Pendapat Pijnapel ini juga dibenarkan oleh J.P. Moquette yang pernah meneliti bentuk nisan kuburan-kuburan raja-raja Pasai, kuburan Sultan Malik Ash-Shalih. Nisan kuburan Maulana Malik Ibrahim di Gresik, Jawa Timur, juga ditelitinya. Dan ternyata sangat mirip dengan bentuk nisan-nisan kuburan yang ada di Cambay, Gujarat.
Rupanya, pendapat Moquette yang memperkuat pendapat Pijnapel dan Hurgronje disanggah oleh S.Q. Fatimi. Pendapat Fatimi adalah nisan-nisan kuburan yang ada di Aceh dan Gresik justru lebih mirip dengan bentuk nisan-nisan kuburan yang ada di Benggala, sekitar Bangladesh sekarang.
Lebih jauh lagi, Fatimi percaya, pengaruh-pengaruh Islam di Benggala itu banyak ditemui dalam Islam yang berkembang di Nusantara dulu. Oleh karena itu, Islam yang ada di Indonesia ini sebenarnya berasal dari Bangladesh. Pendapat ini adalah pendapat keempat.

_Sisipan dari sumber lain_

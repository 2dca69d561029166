//! Shared wiring for the subcommands: config, manifest, context.

use std::path::Path;

use packetflow_core::api::{
    load, load_default, load_from, order, AppConfig, AppContext, CliError,
    DependencyTimeoutPolicy, Manifest, Round, RunSettings,
};
use packetflow_plugins::services::PluginServicesFactory;

use crate::commands::cli::{Args, OnDependencyTimeout, OutputFormat};

pub fn load_config(args: &Args) -> Result<AppConfig, CliError> {
    let mut cfg = match &args.config {
        Some(path) => load_from(path),
        None => load_default(),
    }
    .map_err(|e| CliError::Config(format!("{e:#}")))?;

    if let Some(n) = args.max_parallel {
        cfg.scheduler.max_parallel = n;
    }
    cfg.validate().map_err(CliError::Config)?;
    Ok(cfg)
}

pub fn settings(args: &Args) -> RunSettings {
    RunSettings {
        format: args.format.as_str().to_string(),
        on_dependency_timeout: match args.on_dependency_timeout {
            OnDependencyTimeout::Wait => DependencyTimeoutPolicy::Wait,
            OnDependencyTimeout::Abort => DependencyTimeoutPolicy::Abort,
        },
        progress: args.progress && args.format == OutputFormat::Text,
    }
}

/// Load the manifest and reject cyclic graphs before anything runs.
pub fn load_manifest(dir: &Path) -> Result<(Manifest, Vec<Round>), CliError> {
    let manifest = load(dir)?;
    let rounds = order(&manifest.tracks)?;
    Ok((manifest, rounds))
}

/// Task execution needs both shell commands.
pub fn require_task_commands(cfg: &AppConfig) -> Result<(), CliError> {
    let commands = &cfg.executor.commands;
    let mut missing = Vec::new();
    if commands.verify.as_deref().map_or(true, |s| s.trim().is_empty()) {
        missing.push("executor.commands.verify");
    }
    if commands.implement.as_deref().map_or(true, |s| s.trim().is_empty()) {
        missing.push("executor.commands.implement");
    }
    if missing.is_empty() {
        Ok(())
    } else {
        Err(CliError::Config(format!(
            "{} must be set to execute tasks",
            missing.join(" and ")
        )))
    }
}

pub async fn context(
    cfg: AppConfig,
    manifest: Manifest,
    args: &Args,
) -> Result<AppContext, CliError> {
    let ctx = AppContext::new(cfg, manifest, settings(args), &PluginServicesFactory).await?;
    Ok(ctx)
}
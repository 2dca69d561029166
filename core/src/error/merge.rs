use thiserror::Error;

use super::code::ExitCode;
use super::manifest::ScheduleError;
use super::store::StoreError;

/// Round-local merge failures. They block advancement past the failing round
/// but never touch rounds that already passed their gate.
#[derive(Error, Debug)]
pub enum MergeError {
    #[error("tracks not complete yet: {}", tracks.join(", "))]
    IncompleteTracks { tracks: Vec<String> },

    #[error("round {round}: merging track '{track}' conflicts in {}", paths.join(", "))]
    MergeConflict {
        round: usize,
        track: String,
        paths: Vec<String>,
    },

    #[error("round {round}: gate '{gate}' failed: {summary}")]
    RoundTestFailure {
        round: usize,
        gate: String,
        summary: String,
    },

    #[error("a previous merge is suspended: {0}")]
    PendingEscalation(String),

    #[error("round {round}: {context}: {source}")]
    Collaborator {
        round: usize,
        context: &'static str,
        source: anyhow::Error,
    },

    #[error(transparent)]
    Schedule(#[from] ScheduleError),

    #[error(transparent)]
    Store(#[from] StoreError),
}

impl MergeError {
    pub fn round(&self) -> Option<usize> {
        match self {
            Self::MergeConflict { round, .. }
            | Self::RoundTestFailure { round, .. }
            | Self::Collaborator { round, .. } => Some(*round),
            _ => None,
        }
    }

    pub fn exit_code(&self) -> ExitCode {
        match self {
            Self::IncompleteTracks { .. } => ExitCode::ValidationError,
            Self::MergeConflict { .. } => ExitCode::MergeConflict,
            Self::RoundTestFailure { .. } => ExitCode::GateFailure,
            Self::PendingEscalation(_) => ExitCode::ValidationError,
            Self::Schedule(e) => e.exit_code(),
            Self::Collaborator { .. } | Self::Store(_) => ExitCode::GeneralError,
        }
    }

    pub fn remediation(&self) -> String {
        match self {
            Self::IncompleteTracks { .. } => {
                "run `packetflow run-all <manifest-dir>` until every track completes".to_string()
            }
            Self::MergeConflict { track, .. } => format!(
                "resolve the conflicts of '{track}' in the base worktree, then run `packetflow merge <manifest-dir> --continue`"
            ),
            Self::RoundTestFailure { gate, .. } => format!(
                "fix the failing gate '{gate}' on the base branch, then run `packetflow merge <manifest-dir> --continue`"
            ),
            Self::PendingEscalation(_) => {
                "run `packetflow merge <manifest-dir> --continue`".to_string()
            }
            Self::Schedule(e) => e.remediation(),
            Self::Collaborator { .. } | Self::Store(_) => {
                "fix the underlying problem, then run `packetflow merge <manifest-dir> --continue`"
                    .to_string()
            }
        }
    }
}
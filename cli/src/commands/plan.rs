use serde_json::json;

use packetflow_core::api::{CliError, Manifest, Round};

use crate::app;
use crate::commands::cli::{Args, ManifestDirArgs, OutputFormat};

pub fn handle(args: &Args, p: &ManifestDirArgs) -> Result<i32, CliError> {
    let (manifest, rounds) = app::load_manifest(&p.manifest_dir)?;
    for line in render(&manifest, &rounds, args.format) {
        println!("{line}");
    }
    Ok(0)
}

pub fn render(manifest: &Manifest, rounds: &[Round], format: OutputFormat) -> Vec<String> {
    match format {
        OutputFormat::Jsonl => rounds
            .iter()
            .map(|r| json!({ "round": r.number(), "tracks": r.tracks }).to_string())
            .collect(),
        OutputFormat::Text => {
            let mut out = vec![format!(
                "feature {}: {} tracks in {} rounds (merge strategy: {})",
                manifest.feature_id,
                manifest.tracks.len(),
                rounds.len(),
                manifest.merge_strategy.as_str()
            )];
            out.extend(
                rounds
                    .iter()
                    .map(|r| format!("round {}: {}", r.number(), r.tracks.join(", "))),
            );
            if !manifest.post_merge_qa.is_empty() {
                out.push(format!("gates: {}", manifest.post_merge_qa.join(", ")));
            }
            out
        }
    }
}

#[cfg(test)]
mod tests {
    use super::*;
    use packetflow_core::api::order;
    use pretty_assertions::assert_eq;

    const MANIFEST: &str = r#"{
        "formatVersion": 1,
        "feature": "checkout",
        "mergeStrategy": "squash",
        "postMergeQA": ["tests"],
        "tracks": [
            {"id": "A", "name": "a", "packet": "p/A.json", "worktree": "wt/A", "branch": "t/A", "dependsOn": []},
            {"id": "B", "name": "b", "packet": "p/B.json", "worktree": "wt/B", "branch": "t/B", "dependsOn": ["A"]},
            {"id": "C", "name": "c", "packet": "p/C.json", "worktree": "wt/C", "branch": "t/C", "dependsOn": ["A"]},
            {"id": "D", "name": "d", "packet": "p/D.json", "worktree": "wt/D", "branch": "t/D", "dependsOn": ["B", "C"]}
        ]
    }"#;

    #[test]
    fn text_plan_lists_rounds() {
        let manifest = packetflow_core::manifest::parse(MANIFEST, ".").unwrap();
        let rounds = order(&manifest.tracks).unwrap();
        assert_eq!(
            render(&manifest, &rounds, OutputFormat::Text),
            vec![
                "feature checkout: 4 tracks in 3 rounds (merge strategy: squash)",
                "round 1: A",
                "round 2: B, C",
                "round 3: D",
                "gates: tests",
            ]
        );
    }

    #[test]
    fn jsonl_plan_is_one_round_per_line() {
        let manifest = packetflow_core::manifest::parse(MANIFEST, ".").unwrap();
        let rounds = order(&manifest.tracks).unwrap();
        let lines = render(&manifest, &rounds, OutputFormat::Jsonl);
        assert_eq!(lines.len(), 3);
        let second: serde_json::Value = serde_json::from_str(&lines[1]).unwrap();
        assert_eq!(second["round"], 2);
        assert_eq!(second["tracks"], json!(["B", "C"]));
    }
}
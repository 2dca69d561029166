/// Process exit codes surfaced by the CLI entry points.
///
/// Each escalation class gets its own code so wrapper scripts can branch on
/// the failure without parsing stderr.
#[derive(Debug, Clone, Copy, PartialEq, Eq)]
#[repr(i32)]
pub enum ExitCode {
    Success = 0,
    GeneralError = 1,
    ValidationError = 2,
    CycleDetected = 3,
    DependencyTimeout = 4,
    GateFailure = 5,
    MergeConflict = 6,
    TrackFailure = 7,
    ConfigError = 10,
}

impl ExitCode {
    pub fn as_i32(self) -> i32 {
        self as i32
    }
}
use serde::Serialize;
use serde_json::json;

use packetflow_core::api::{
    AppConfig, CheckpointStore, CliError, CompletionRegistry, Manifest, MergeState,
    MergeStateStore, Round,
};

use crate::app;
use crate::commands::cli::{Args, ManifestDirArgs, OutputFormat};

#[derive(Debug, Clone, PartialEq, Eq, Serialize)]
#[serde(tag = "state", rename_all = "snake_case")]
pub enum TrackState {
    Complete {
        final_commit: String,
    },
    InProgress {
        last_completed_task: String,
        next_task: Option<String>,
    },
    Ready,
    Waiting {
        on: Vec<String>,
    },
}

#[derive(Debug, Clone, PartialEq, Eq, Serialize)]
pub struct TrackLine {
    pub track: String,
    pub round: usize,
    #[serde(flatten)]
    pub state: TrackState,
}

pub fn handle(args: &Args, s: &ManifestDirArgs, cfg: AppConfig) -> Result<i32, CliError> {
    let (manifest, rounds) = app::load_manifest(&s.manifest_dir)?;

    let registry = CompletionRegistry::new(cfg.completion_dir(&manifest.root));
    let checkpoints = CheckpointStore::new(cfg.checkpoint_dir(&manifest.root));
    let merge = MergeStateStore::in_dir(&cfg.state_dir(&manifest.root)).load()?;

    let lines = collect(&manifest, &rounds, &registry, &checkpoints)?;
    match args.format {
        OutputFormat::Jsonl => {
            for line in &lines {
                println!("{}", json!(line));
            }
            if let Some(state) = &merge {
                println!("{}", json!({ "merge": state }));
            }
        }
        OutputFormat::Text => {
            println!("feature {}", manifest.feature_id);
            for line in &lines {
                println!("  {}", describe(line));
            }
            println!("{}", describe_merge(merge.as_ref(), rounds.len()));
        }
    }
    Ok(0)
}

pub fn collect(
    manifest: &Manifest,
    rounds: &[Round],
    registry: &CompletionRegistry,
    checkpoints: &CheckpointStore,
) -> Result<Vec<TrackLine>, CliError> {
    let done = registry.completed_ids()?;
    let mut lines = Vec::with_capacity(manifest.tracks.len());

    for round in rounds {
        for id in &round.tracks {
            let Some(track) = manifest.track(id) else {
                continue;
            };
            let state = if let Some(marker) = registry.marker(id)? {
                TrackState::Complete {
                    final_commit: marker.final_commit_ref,
                }
            } else if let Some(cp) = checkpoints.load(id)? {
                TrackState::InProgress {
                    last_completed_task: cp.last_completed_task_id,
                    next_task: cp.next_task_id,
                }
            } else {
                let on: Vec<String> = track
                    .depends_on
                    .iter()
                    .filter(|d| !done.contains(d.as_str()))
                    .cloned()
                    .collect();
                if on.is_empty() {
                    TrackState::Ready
                } else {
                    TrackState::Waiting { on }
                }
            };
            lines.push(TrackLine {
                track: id.clone(),
                round: round.number(),
                state,
            });
        }
    }
    Ok(lines)
}

fn describe(line: &TrackLine) -> String {
    let state = match &line.state {
        TrackState::Complete { final_commit } => format!("complete ({final_commit})"),
        TrackState::InProgress {
            last_completed_task,
            next_task: Some(next),
        } => format!("in progress (done through {last_completed_task}, next {next})"),
        TrackState::InProgress {
            last_completed_task,
            next_task: None,
        } => format!("in progress (all tasks done through {last_completed_task}, not marked complete)"),
        TrackState::Ready => "ready".to_string(),
        TrackState::Waiting { on } => format!("waiting on {}", on.join(", ")),
    };
    format!("[round {}] {}: {}", line.round, line.track, state)
}

fn describe_merge(state: Option<&MergeState>, total_rounds: usize) -> String {
    match state {
        None => "merge: not started".to_string(),
        Some(s) => match &s.pending {
            Some(p) => format!(
                "merge: {}/{} rounds passed, suspended at {} (run merge --continue)",
                s.rounds_passed,
                total_rounds,
                p.describe()
            ),
            None => format!("merge: {}/{} rounds passed", s.rounds_passed, total_rounds),
        },
    }
}

#[cfg(test)]
mod tests {
    use super::*;
    use packetflow_core::api::{order, Checkpoint, CompletionMarker};
    use pretty_assertions::assert_eq;

    const MANIFEST: &str = r#"{
        "formatVersion": 1,
        "feature": "checkout",
        "mergeStrategy": "merge",
        "tracks": [
            {"id": "A", "name": "a", "packet": "p/A.json", "worktree": "wt/A", "branch": "t/A"},
            {"id": "B", "name": "b", "packet": "p/B.json", "worktree": "wt/B", "branch": "t/B"},
            {"id": "C", "name": "c", "packet": "p/C.json", "worktree": "wt/C", "branch": "t/C", "dependsOn": ["A"]},
            {"id": "D", "name": "d", "packet": "p/D.json", "worktree": "wt/D", "branch": "t/D", "dependsOn": ["B"]}
        ]
    }"#;

    #[test]
    fn reports_each_track_state() {
        let dir = tempfile::tempdir().unwrap();
        let manifest = packetflow_core::manifest::parse(MANIFEST, dir.path()).unwrap();
        let rounds = order(&manifest.tracks).unwrap();
        let registry = CompletionRegistry::new(dir.path().join("completed"));
        let checkpoints = CheckpointStore::new(dir.path().join("checkpoints"));

        registry
            .mark_complete("A", &CompletionMarker::new("A", "abc123"))
            .unwrap();
        checkpoints
            .save(&Checkpoint::new("B", "1", "def456", Some("2".into())))
            .unwrap();

        let lines = collect(&manifest, &rounds, &registry, &checkpoints).unwrap();
        let states: Vec<(&str, &TrackState)> =
            lines.iter().map(|l| (l.track.as_str(), &l.state)).collect();
        assert_eq!(
            states,
            vec![
                (
                    "A",
                    &TrackState::Complete {
                        final_commit: "abc123".into()
                    }
                ),
                (
                    "B",
                    &TrackState::InProgress {
                        last_completed_task: "1".into(),
                        next_task: Some("2".into())
                    }
                ),
                ("C", &TrackState::Ready),
                ("D", &TrackState::Waiting { on: vec!["B".into()] }),
            ]
        );
        assert_eq!(describe(&lines[3]), "[round 2] D: waiting on B");
    }

    #[test]
    fn merge_line_mentions_continue_when_suspended() {
        assert_eq!(describe_merge(None, 2), "merge: not started");
        let mut state = MergeState::new("checkout");
        state.rounds_passed = 1;
        state.pending = Some(packetflow_core::api::PendingEscalation::GateFailure {
            round: 2,
            gate: "tests".into(),
            summary: "exit 1".into(),
        });
        assert_eq!(
            describe_merge(Some(&state), 2),
            "merge: 1/2 rounds passed, suspended at round 2: gate 'tests' failed (run merge --continue)"
        );
    }
}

Pendapat Moquette juga disanggah oleh G.E. Marrison. Marrison malah yakin, bahwa Islam yang datang ke Indonesia berasal dari Pantai Coromandel, India Selatan. Alasannya, pada abad ke-13 M, Gujarat masih menjadi sebuah kerajaan Himdu, sedang di Pantai Coromandel Islam telah berkembang. Marrison juga berpendapat, para pembawa dan penyebar Islam yang pertama ke Indonesia adalah para Sufi India.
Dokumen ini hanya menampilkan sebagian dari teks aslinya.